• [MATERIAL FOR THE TASK]:

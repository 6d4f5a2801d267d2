//! Fixed job catalogs.
//!
//! Jobs that do not depend on the environment-supplied compiler lists.

use cimatrix_core::{Compiler, JobSpec};

/// Installer recipes: one job per OS family.
pub fn installer() -> Vec<JobSpec> {
    vec![
        JobSpec::new("Installer Linux", Compiler::Gcc, "7", "ubuntu-18.04")
            .with_docker_image("conanio/gcc7"),
        JobSpec::new("Installer Windows", Compiler::Visual, "16", "windows-2019"),
        JobSpec::new("Installer macOS", Compiler::AppleClang, "11.0", "macos-10.15"),
    ]
}

/// Unconditional header-only recipes.
pub fn header_only() -> Vec<JobSpec> {
    vec![
        JobSpec::new("Header-only Linux", Compiler::Clang, "8", "ubuntu-18.04"),
        JobSpec::new("Header-only Windows", Compiler::Visual, "16", "windows-latest"),
    ]
}

/// Reduced matrix for `minimal` versions on the array platform.
pub fn minimal(run_macos: bool, run_windows: bool) -> Vec<JobSpec> {
    let mut jobs = vec![
        JobSpec::new("GCC 7", Compiler::Gcc, "7", "ubuntu-18.04"),
        JobSpec::new("CLANG 8", Compiler::Clang, "8", "ubuntu-18.04"),
    ];
    if run_macos {
        jobs.push(JobSpec::new(
            "macOS Apple-Clang 11",
            Compiler::AppleClang,
            "11.0",
            "macOS-10.15",
        ));
    }
    if run_windows {
        jobs.push(JobSpec::new(
            "Windows VS 2019",
            Compiler::Visual,
            "16",
            "windows-2019",
        ));
    }
    jobs
}

/// Full matrix on the map platform.
pub fn map_full() -> Vec<JobSpec> {
    vec![
        JobSpec::new("macOS Apple-Clang 10", Compiler::AppleClang, "10.0", "macOS-10.15"),
        JobSpec::new("macOS Apple-Clang 11", Compiler::AppleClang, "11.0", "macOS-10.15"),
        JobSpec::new("macOS Apple-Clang 12", Compiler::AppleClang, "12.0", "macOS-10.15"),
        JobSpec::new("Windows VS 2017", Compiler::Visual, "15", "vs2017-win2016"),
        JobSpec::new("Windows VS 2019", Compiler::Visual, "16", "windows-2019"),
    ]
}

/// Minimal matrix on the map platform.
pub fn map_minimal() -> Vec<JobSpec> {
    vec![
        JobSpec::new("macOS Apple-Clang 11", Compiler::AppleClang, "11.0", "macOS-10.15"),
        JobSpec::new("Windows VS 2019", Compiler::Visual, "16", "windows-2019"),
    ]
}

• [EXERCISE INSTRUCTIONS]: Should a line in the material contain "AppleClang", copy it.

• [OUTPUT]:
        JobSpec::new("Installer macOS", Compiler::AppleClang, "11.0", "macos-10.15"),
            Compiler::AppleClang,
        JobSpec::new("macOS Apple-Clang 10", Compiler::AppleClang, "10.0", "macOS-10.15"),
        JobSpec::new("macOS Apple-Clang 11", Compiler::AppleClang, "11.0", "macOS-10.15"),
        JobSpec::new("macOS Apple-Clang 12", Compiler::AppleClang, "12.0", "macOS-10.15"),
        JobSpec::new("macOS Apple-Clang 11", Compiler::AppleClang, "11.0", "macOS-10.15"),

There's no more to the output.